大量证据记录了加拿大护理人力资源及其工作场所面临的挑战,如高离职率、过度使用加班以及持续的人员短缺。将这项研究转化为行动的紧迫性日益增加,现有许多证据提出了可行的政策选择供考虑。例如,最近的一份全国综合报告(马达莱娜和克鲁皮,2008年)建议,应与利益相关者协商,建立相关流程,以分享护理管理、实践、人员配置模式以及工作场所健康与福祉创新方面的知识和最佳实践。

全国各地的护士表示希望更多地参与影响她们及其患者的决策(沃茨曼和贾诺维茨,2006年)。
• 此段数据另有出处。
use crate::utils::error::{ReportError, Result};
use regex::{Captures, Regex};
use std::collections::HashMap;
use std::path::Path;
use std::sync::LazyLock;

pub const DEFAULT_TEMPLATE: &str = include_str!("../../templates/report.html");

static PLACEHOLDER: LazyLock<Regex> = LazyLock::new(|| {
    Regex::new(r"\{\{\s*([A-Za-z_][A-Za-z0-9_]*)\s*\}\}").expect("placeholder pattern is valid")
});

/// HTML 報告模板，佔位符格式為 `{{ key }}`
#[derive(Debug, Clone)]
pub struct ReportTemplate {
    source: String,
}

impl ReportTemplate {
    pub fn new(source: impl Into<String>) -> Self {
        Self {
            source: source.into(),
        }
    }

    /// 從檔案載入模板
    pub fn from_file<P: AsRef<Path>>(path: P) -> Result<Self> {
        let source = std::fs::read_to_string(&path).map_err(ReportError::IoError)?;
        tracing::debug!("📄 Loaded template from {}", path.as_ref().display());
        Ok(Self::new(source))
    }

    /// Keys referenced by the template, in order of appearance.
    pub fn placeholders(&self) -> Vec<&str> {
        PLACEHOLDER
            .captures_iter(&self.source)
            .filter_map(|caps| caps.get(1))
            .map(|m| m.as_str())
            .collect()
    }

    /// 以 `values` 填入模板；值中的 `&`、`<`、`>` 會被跳脫
    pub fn render(&self, values: &HashMap<&str, String>) -> Result<String> {
        let opened = self.source.matches("{{").count();
        let matched = PLACEHOLDER.find_iter(&self.source).count();
        if opened != matched {
            return Err(ReportError::TemplateError {
                message: format!(
                    "{} malformed placeholder(s); expected the form {{{{ key }}}}",
                    opened - matched.min(opened)
                ),
            });
        }

        let unknown: Vec<&str> = self
            .placeholders()
            .into_iter()
            .filter(|key| !values.contains_key(key))
            .collect();
        if !unknown.is_empty() {
            return Err(ReportError::TemplateError {
                message: format!("unknown placeholder(s): {}", unknown.join(", ")),
            });
        }

        let rendered = PLACEHOLDER.replace_all(&self.source, |caps: &Captures| {
            values
                .get(&caps[1])
                .map(|value| escape_html(value))
                .unwrap_or_default()
        });
        Ok(rendered.into_owned())
    }
}

impl Default for ReportTemplate {
    fn default() -> Self {
        Self::new(DEFAULT_TEMPLATE)
    }
}

/// Placeholders only sit in text content, so quotes are left as-is.
pub fn escape_html(value: &str) -> String {
    let mut escaped = String::with_capacity(value.len());
    for c in value.chars() {
        match c {
            '&' => escaped.push_str("&amp;"),
            '<' => escaped.push_str("&lt;"),
            '>' => escaped.push_str("&gt;"),
            _ => escaped.push(c),
        }
    }
    escaped
}
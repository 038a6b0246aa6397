//! Flattens report HTML into styled text lines for the PDF layout.

use regex::{Captures, Regex};
use std::sync::LazyLock;

const HEADING_MARK: char = '\u{1}';

static HIDDEN_BLOCKS: LazyLock<Regex> = LazyLock::new(|| {
    Regex::new(r"(?is)<head\b.*?</head\s*>|<style\b.*?</style\s*>|<script\b.*?</script\s*>|<!--.*?-->")
        .expect("hidden block pattern is valid")
});
static WHITESPACE: LazyLock<Regex> =
    LazyLock::new(|| Regex::new(r"\s+").expect("whitespace pattern is valid"));
static HEADINGS: LazyLock<Regex> = LazyLock::new(|| {
    Regex::new(r"(?is)<h[1-3]\b[^>]*>(.*?)</h[1-3]\s*>").expect("heading pattern is valid")
});
static LIST_ITEMS: LazyLock<Regex> =
    LazyLock::new(|| Regex::new(r"(?i)<li\b[^>]*>").expect("list item pattern is valid"));
static LINE_BREAKS: LazyLock<Regex> = LazyLock::new(|| {
    Regex::new(r"(?i)<br\s*/?>|</(p|div|li|ul|ol|dl|dt|dd|tr|table|section|header|footer|h[4-6])\s*>")
        .expect("line break pattern is valid")
});
static CELL_ENDS: LazyLock<Regex> =
    LazyLock::new(|| Regex::new(r"(?i)</t[dh]\s*>").expect("cell pattern is valid"));
static TAGS: LazyLock<Regex> =
    LazyLock::new(|| Regex::new(r"<[^>]*>").expect("tag pattern is valid"));
static NUMERIC_ENTITIES: LazyLock<Regex> = LazyLock::new(|| {
    Regex::new(r"&#(x[0-9A-Fa-f]+|[0-9]+);").expect("numeric entity pattern is valid")
});

#[derive(Debug, Clone, Copy, PartialEq, Eq)]
pub enum LineStyle {
    Heading,
    Body,
}

#[derive(Debug, Clone, PartialEq, Eq)]
pub struct TextLine {
    pub text: String,
    pub style: LineStyle,
}

impl TextLine {
    pub fn heading(text: impl Into<String>) -> Self {
        Self {
            text: text.into(),
            style: LineStyle::Heading,
        }
    }

    pub fn body(text: impl Into<String>) -> Self {
        Self {
            text: text.into(),
            style: LineStyle::Body,
        }
    }
}

/// 將 HTML 轉為逐行文字：區塊元素換行、`<h1>`~`<h3>` 視為標題
pub fn html_to_lines(html: &str) -> Vec<TextLine> {
    let visible = HIDDEN_BLOCKS.replace_all(html, "");
    // 原始換行與空白一樣只是分隔字元
    let flattened = WHITESPACE.replace_all(&visible, " ");
    let marked = HEADINGS.replace_all(&flattened, |caps: &Captures| {
        format!("\n{}{}\n", HEADING_MARK, &caps[1])
    });
    let listed = LIST_ITEMS.replace_all(&marked, "\n\u{2022} ");
    let broken = LINE_BREAKS.replace_all(&listed, "\n");
    let celled = CELL_ENDS.replace_all(&broken, "  ");
    let stripped = TAGS.replace_all(&celled, "");

    stripped
        .lines()
        .filter_map(|raw| {
            let collapsed = decode_entities(&raw.split_whitespace().collect::<Vec<_>>().join(" "));
            match collapsed.strip_prefix(HEADING_MARK) {
                Some(heading) => {
                    let heading = heading.trim();
                    (!heading.is_empty()).then(|| TextLine::heading(heading))
                }
                None => (!collapsed.is_empty()).then(|| TextLine::body(collapsed)),
            }
        })
        .collect()
}

pub fn decode_entities(text: &str) -> String {
    let decoded = NUMERIC_ENTITIES.replace_all(text, |caps: &Captures| {
        let code = &caps[1];
        let value = match code.strip_prefix('x') {
            Some(hex) => u32::from_str_radix(hex, 16).ok(),
            None => code.parse::<u32>().ok(),
        };
        value
            .and_then(char::from_u32)
            .map(String::from)
            .unwrap_or_else(|| caps[0].to_string())
    });

    decoded
        .replace("&nbsp;", " ")
        .replace("&lt;", "<")
        .replace("&gt;", ">")
        .replace("&quot;", "\"")
        .replace("&apos;", "'")
        .replace("&amp;", "&")
}

#[cfg(test)]
mod tests {
    use super::*;

    #[test]
    fn test_headings_and_paragraphs() {
        let html = r#"<html><head><title>ignored</title><style>h1 { color: red; }</style></head>
<body>
  <h1 class="title">Pikkachu</h1>
  <p>Height: 40</p><p>Weight:
     60</p>
</body></html>"#;

        let lines = html_to_lines(html);
        assert_eq!(
            lines,
            vec![
                TextLine::heading("Pikkachu"),
                TextLine::body("Height: 40"),
                TextLine::body("Weight: 60"),
            ]
        );
    }

    #[test]
    fn test_list_items_and_breaks() {
        let html = "<ul><li>static</li><li>lightning-rod</li></ul>first<br>second<br/>";
        let texts: Vec<String> = html_to_lines(html).into_iter().map(|l| l.text).collect();
        assert_eq!(texts, vec!["\u{2022} static", "\u{2022} lightning-rod", "first", "second"]);
    }

    #[test]
    fn test_table_cells_stay_on_one_line() {
        let html = "<table><tr><th>Height</th><td>40</td></tr></table>";
        let lines = html_to_lines(html);
        assert_eq!(lines, vec![TextLine::body("Height 40")]);
    }

    #[test]
    fn test_entities_are_decoded_after_tags() {
        let html = "<p>&lt;b&gt;Pika &amp; Chu&#33; &#x263A;</p>";
        let lines = html_to_lines(html);
        assert_eq!(lines, vec![TextLine::body("<b>Pika & Chu! \u{263A}")]);
    }
}
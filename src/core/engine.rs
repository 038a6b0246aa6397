use crate::core::{NameTranslator, PokemonLookup, ReportOutcome, ReportRequest, Storage};
use crate::report::ReportGenerator;
use crate::utils::error::Result;

/// 查詢 → 翻譯 → 產生報告
pub struct ReportEngine<L: PokemonLookup, T: NameTranslator, S: Storage> {
    lookup: L,
    translator: T,
    generator: ReportGenerator<S>,
}

impl<L: PokemonLookup, T: NameTranslator, S: Storage> ReportEngine<L, T, S> {
    pub fn new(lookup: L, translator: T, generator: ReportGenerator<S>) -> Self {
        Self {
            lookup,
            translator,
            generator,
        }
    }

    pub async fn run(&self, request: &ReportRequest) -> Result<ReportOutcome> {
        tracing::info!("🚀 Building report for '{}'", request.pokemon);

        let record = match self.lookup.get_info(&request.pokemon).await? {
            Some(record) => record,
            None => {
                tracing::info!("🔍 No pokemon named '{}'", request.pokemon);
                return Ok(ReportOutcome::NotFound);
            }
        };

        let subject = request
            .translate_subject
            .as_deref()
            .unwrap_or(&record.name);
        let display_name = self.translator.translate(subject).await?;

        let pdf_path = self
            .generator
            .render_pdf(&record, &display_name, &request.output)
            .await?;

        tracing::info!("✅ Report for '{}' complete", record.name);
        Ok(ReportOutcome::Saved {
            output: request.output.clone(),
            pdf_path,
            html_path: self.generator.html_path(),
        })
    }
}
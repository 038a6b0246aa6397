use crate::config::{FileConfig, Settings};
use crate::utils::error::Result;
use clap::Parser;

#[derive(Debug, Clone, Default, Parser)]
#[command(name = "pokemon-report")]
#[command(about = "Look up a pokemon and render a translated PDF report")]
pub struct CliConfig {
    /// Pokemon to look up
    #[arg(long)]
    pub pokemon: Option<String>,

    /// Lookup endpoint template containing {name}
    #[arg(long)]
    pub lookup_endpoint: Option<String>,

    #[arg(long)]
    pub translator_endpoint: Option<String>,

    /// Fixed text to translate instead of the pokemon's own name
    #[arg(long)]
    pub translate_subject: Option<String>,

    #[arg(long, env = "FUNTRANSLATIONS_API_KEY", hide_env_values = true)]
    pub api_key: Option<String>,

    /// PDF file name, relative to --output-dir
    #[arg(short, long)]
    pub output: Option<String>,

    #[arg(long)]
    pub output_dir: Option<String>,

    /// Intermediate HTML file name, relative to --output-dir
    #[arg(long)]
    pub html_output: Option<String>,

    /// Custom HTML template file
    #[arg(long)]
    pub template: Option<String>,

    #[arg(long)]
    pub timeout_seconds: Option<u64>,

    /// Path to TOML configuration file
    #[arg(short, long)]
    pub config: Option<String>,

    #[arg(short, long, help = "Enable verbose output")]
    pub verbose: bool,
}

impl CliConfig {
    /// 優先順序：命令列 > TOML 設定檔 > 預設值
    pub fn resolve(&self) -> Result<Settings> {
        let mut settings = Settings::default();

        if let Some(path) = &self.config {
            tracing::info!("📁 Loading configuration from: {}", path);
            settings.apply_file(&FileConfig::from_file(path)?);
        }

        let overrides = self.clone();
        if let Some(pokemon) = overrides.pokemon {
            settings.pokemon = pokemon;
        }
        if let Some(endpoint) = overrides.lookup_endpoint {
            settings.lookup_endpoint = endpoint;
        }
        if let Some(endpoint) = overrides.translator_endpoint {
            settings.translator_endpoint = endpoint;
        }
        if overrides.translate_subject.is_some() {
            settings.translate_subject = overrides.translate_subject;
        }
        if overrides.api_key.is_some() {
            settings.api_key = overrides.api_key;
        }
        if let Some(output) = overrides.output {
            settings.output = output;
        }
        if let Some(output_dir) = overrides.output_dir {
            settings.output_dir = output_dir;
        }
        if overrides.html_output.is_some() {
            settings.html_output = overrides.html_output;
        }
        if overrides.template.is_some() {
            settings.template = overrides.template;
        }
        if overrides.timeout_seconds.is_some() {
            settings.timeout_seconds = overrides.timeout_seconds;
        }

        Ok(settings)
    }
}
pub mod adapters;
pub mod config;
pub mod core;
pub mod domain;
pub mod report;
pub mod utils;

#[cfg(feature = "cli")]
pub use config::CliConfig;
pub use config::Settings;

pub use adapters::{FunTranslationsClient, LocalStorage, PokeApiClient};
pub use crate::core::engine::ReportEngine;
pub use domain::model::{PokemonRecord, ReportOutcome, ReportRequest};
pub use domain::ports::{NameTranslator, PokemonLookup, Storage};
pub use report::{ReportGenerator, ReportTemplate};
pub use utils::error::{ReportError, Result};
最近一项关于加拿大注册护士短缺的研究(汤布林·墨菲等人,2009年)强调,政府、雇主、工会和其他利益相关者需要合作,以改善护士的工作条件。另一份报告指出了降低护士离职率的潜在好处,其成本已被确定为加拿大医疗系统的一项主要负担(奥布赖恩 - 帕拉斯等人,2010年)。联邦/省/地区卫生服务与人力资源咨询委员会通过的泛加拿大卫生人力资源(HHR)规划框架的目标之一,是提高所有司法管辖区在健康、安全的工作环境中建设和维持可持续劳动力的能力(ACHDHR,2005年)。
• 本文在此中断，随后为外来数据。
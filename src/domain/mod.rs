// Domain layer: core models and ports (interfaces). No external dependencies beyond async-trait.

pub mod model;
pub mod ports;
use crate::domain::model::PokemonRecord;
use crate::utils::error::Result;
use async_trait::async_trait;
use std::path::PathBuf;

pub trait Storage: Send + Sync {
    fn read_file(&self, path: &str) -> impl std::future::Future<Output = Result<Vec<u8>>> + Send;
    fn write_file(
        &self,
        path: &str,
        data: &[u8],
    ) -> impl std::future::Future<Output = Result<()>> + Send;
    /// 回傳 `path` 在此儲存空間中的實際位置
    fn resolve(&self, path: &str) -> PathBuf;
}

#[async_trait]
pub trait PokemonLookup: Send + Sync {
    /// `Ok(None)` when the service has no such pokemon.
    async fn get_info(&self, name: &str) -> Result<Option<PokemonRecord>>;
}

#[async_trait]
pub trait NameTranslator: Send + Sync {
    async fn translate(&self, subject: &str) -> Result<String>;
}
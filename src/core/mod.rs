pub mod engine;

pub use crate::domain::model::{PokemonRecord, ReportOutcome, ReportRequest};
pub use crate::domain::ports::{NameTranslator, PokemonLookup, Storage};
pub use crate::utils::error::Result;
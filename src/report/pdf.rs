//! Lays out text lines on A4 pages using the base-14 Helvetica fonts.

use crate::report::text::{LineStyle, TextLine};
use crate::utils::error::Result;
use lopdf::content::{Content, Operation};
use lopdf::{dictionary, Document, Object, Stream, StringFormat};

const PAGE_WIDTH: f32 = 595.0;
const PAGE_HEIGHT: f32 = 842.0;
const MARGIN: f32 = 56.0;

const BODY_FONT: &str = "F1";
const BODY_SIZE: f32 = 12.0;
const BODY_LEADING: f32 = 16.0;

const HEADING_FONT: &str = "F2";
const HEADING_SIZE: f32 = 18.0;
const HEADING_LEADING: f32 = 26.0;

// Helvetica 平均字寬約為 0.5 em
const AVG_CHAR_WIDTH: f32 = 0.5;

/// 將文字行排版成 PDF，回傳檔案位元組
pub fn render_pdf(lines: &[TextLine], title: &str) -> Result<Vec<u8>> {
    let pages = layout_pages(lines);
    tracing::debug!("🖨️ Laid out {} line(s) on {} page(s)", lines.len(), pages.len());

    let mut doc = Document::with_version("1.7");
    let pages_id = doc.new_object_id();
    let body_font_id = doc.add_object(dictionary! {
        "Type" => "Font",
        "Subtype" => "Type1",
        "BaseFont" => "Helvetica",
        "Encoding" => "WinAnsiEncoding",
    });
    let heading_font_id = doc.add_object(dictionary! {
        "Type" => "Font",
        "Subtype" => "Type1",
        "BaseFont" => "Helvetica-Bold",
        "Encoding" => "WinAnsiEncoding",
    });
    let resources_id = doc.add_object(dictionary! {
        "Font" => dictionary! {
            BODY_FONT => body_font_id,
            HEADING_FONT => heading_font_id,
        },
    });

    let mut page_ids: Vec<Object> = Vec::with_capacity(pages.len());
    for operations in pages {
        let content = Content { operations };
        let content_id = doc.add_object(Stream::new(dictionary! {}, content.encode()?));
        let page_id = doc.add_object(dictionary! {
            "Type" => "Page",
            "Parent" => pages_id,
            "MediaBox" => vec![0.0.into(), 0.0.into(), PAGE_WIDTH.into(), PAGE_HEIGHT.into()],
            "Contents" => content_id,
            "Resources" => resources_id,
        });
        page_ids.push(page_id.into());
    }

    let page_count = page_ids.len() as i64;
    doc.objects.insert(
        pages_id,
        Object::Dictionary(dictionary! {
            "Type" => "Pages",
            "Kids" => page_ids,
            "Count" => page_count,
        }),
    );

    let catalog_id = doc.add_object(dictionary! {
        "Type" => "Catalog",
        "Pages" => pages_id,
    });
    let info_id = doc.add_object(dictionary! {
        "Title" => Object::String(encode_win_ansi(title), StringFormat::Literal),
        "Producer" => Object::string_literal(concat!("pokemon-report ", env!("CARGO_PKG_VERSION"))),
    });
    doc.trailer.set("Root", catalog_id);
    doc.trailer.set("Info", info_id);

    let mut buffer = Vec::new();
    doc.save_to(&mut buffer)?;
    Ok(buffer)
}

fn layout_pages(lines: &[TextLine]) -> Vec<Vec<Operation>> {
    let top = PAGE_HEIGHT - MARGIN;
    let mut pages = Vec::new();
    let mut operations = Vec::new();
    let mut y = top;

    for line in lines {
        let (font, size, leading) = match line.style {
            LineStyle::Heading => (HEADING_FONT, HEADING_SIZE, HEADING_LEADING),
            LineStyle::Body => (BODY_FONT, BODY_SIZE, BODY_LEADING),
        };

        for chunk in wrap_text(&line.text, max_chars(size)) {
            if y - leading < MARGIN {
                pages.push(std::mem::take(&mut operations));
                y = top;
            }
            y -= leading;
            operations.extend([
                Operation::new("BT", vec![]),
                Operation::new("Tf", vec![font.into(), size.into()]),
                Operation::new("Td", vec![MARGIN.into(), y.into()]),
                Operation::new(
                    "Tj",
                    vec![Object::String(encode_win_ansi(&chunk), StringFormat::Literal)],
                ),
                Operation::new("ET", vec![]),
            ]);
        }
    }

    if !operations.is_empty() || pages.is_empty() {
        pages.push(operations);
    }
    pages
}

fn max_chars(font_size: f32) -> usize {
    let usable = PAGE_WIDTH - 2.0 * MARGIN;
    ((usable / (font_size * AVG_CHAR_WIDTH)) as usize).max(1)
}

/// 依字數貪婪斷行；過長的單字會被硬切
fn wrap_text(text: &str, width: usize) -> Vec<String> {
    let mut lines = Vec::new();
    let mut current = String::new();

    for word in text.split_whitespace() {
        let mut word: Vec<char> = word.chars().collect();
        while word.len() > width {
            if !current.is_empty() {
                lines.push(std::mem::take(&mut current));
            }
            let rest = word.split_off(width);
            lines.push(word.into_iter().collect());
            word = rest;
        }

        let current_len = current.chars().count();
        if current_len > 0 && current_len + 1 + word.len() > width {
            lines.push(std::mem::take(&mut current));
        }
        if !current.is_empty() {
            current.push(' ');
        }
        current.extend(word);
    }

    if !current.is_empty() {
        lines.push(current);
    }
    lines
}

/// Latin-1 passes through; the WinAnsi punctuation block is mapped; anything else becomes `?`.
fn encode_win_ansi(text: &str) -> Vec<u8> {
    text.chars()
        .map(|c| match c {
            '\u{20AC}' => 0x80,
            '\u{2018}' => 0x91,
            '\u{2019}' => 0x92,
            '\u{201C}' => 0x93,
            '\u{201D}' => 0x94,
            '\u{2022}' => 0x95,
            '\u{2013}' => 0x96,
            '\u{2014}' => 0x97,
            c if (c as u32) < 0x80 || (0xA0..=0xFF).contains(&(c as u32)) => c as u8,
            _ => b'?',
        })
        .collect()
}

#[cfg(test)]
mod tests {
    use super::*;

    fn page_text(doc: &Document, page: u32) -> String {
        let pages = doc.get_pages();
        let content = doc.get_page_content(pages[&page]).unwrap();
        String::from_utf8_lossy(&content).into_owned()
    }

    #[test]
    fn test_render_single_page() {
        let lines = vec![
            TextLine::heading("Pikkachu"),
            TextLine::body("Height: 40"),
            TextLine::body("Abilities: static, lightning-rod"),
        ];

        let bytes = render_pdf(&lines, "Pikkachu").unwrap();
        assert!(bytes.starts_with(b"%PDF-1.7"));

        let doc = Document::load_mem(&bytes).unwrap();
        assert_eq!(doc.get_pages().len(), 1);

        let text = page_text(&doc, 1);
        assert!(text.contains("Pikkachu"));
        assert!(text.contains("Height: 40"));
        assert!(text.contains("static, lightning-rod"));
        assert!(text.contains("/F2"));
    }

    #[test]
    fn test_render_paginates_long_reports() {
        let lines: Vec<TextLine> = (1..=120)
            .map(|i| TextLine::body(format!("Line {}", i)))
            .collect();

        let bytes = render_pdf(&lines, "Long").unwrap();
        let doc = Document::load_mem(&bytes).unwrap();

        assert!(doc.get_pages().len() >= 3);
        assert!(page_text(&doc, 1).contains("Line 1"));
        assert!(!page_text(&doc, 1).contains("Line 120"));
    }

    #[test]
    fn test_render_empty_produces_blank_page() {
        let bytes = render_pdf(&[], "Empty").unwrap();
        let doc = Document::load_mem(&bytes).unwrap();
        assert_eq!(doc.get_pages().len(), 1);
    }

    #[test]
    fn test_wrap_text() {
        assert_eq!(wrap_text("static lightning-rod", 13), vec!["static", "lightning-rod"]);
        assert_eq!(wrap_text("a b c", 5), vec!["a b c"]);
        assert_eq!(wrap_text("abcdefgh", 3), vec!["abc", "def", "gh"]);
        assert!(wrap_text("   ", 10).is_empty());
    }

    #[test]
    fn test_encode_win_ansi() {
        assert_eq!(encode_win_ansi("Pok\u{e9}mon"), b"Pok\xe9mon".to_vec());
        assert_eq!(encode_win_ansi("\u{2022} x"), vec![0x95, b' ', b'x']);
        assert_eq!(encode_win_ansi("\u{30D4}"), b"?".to_vec());
    }
}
在此背景下,加拿大卫生部护理政策办公室于2008年10月向加拿大护士联盟(CFNU)及其合作伙伴机构提供资金,在全国开展试点项目,旨在通过各种工作场所改善计划提高护士留用率和招聘率。每个省级合作伙伴都为这些项目提供了资金、实物支持或两者兼有。该倡议名为“研究转化为行动:护士的应用工作场所解决方案”(RTA)。成立了一个全国指导委员会,成员包括工会、政府和雇主的代表、每个试点项目、CFNU及其国家合作伙伴——加拿大护士协会、加拿大医疗保健协会和加拿大营养师协会——以监督10个试点项目的开展。在纽芬兰和拉布拉多、新斯科舍、新不伦瑞克、爱德华王子岛、安大略、马尼托巴、萨斯喀彻温、艾伯塔、不列颠哥伦比亚和努纳武特各有一个项目。试点项目由各自的指导委员会领导,关注被确定为与每个司法管辖区特别相关的护理实践的各个方面,特别强调改善护士的工作生活并将研究知识转化为实践。“研究转化为行动”倡议的目标是促进高质量的工作场所环境,提高护士(注册护士和执业护士)的留用率和招聘率,提升患者护理质量,并让利益相关者参与合作关系。第一个项目于2009年5月开始,最后一个项目于2011年3月完成。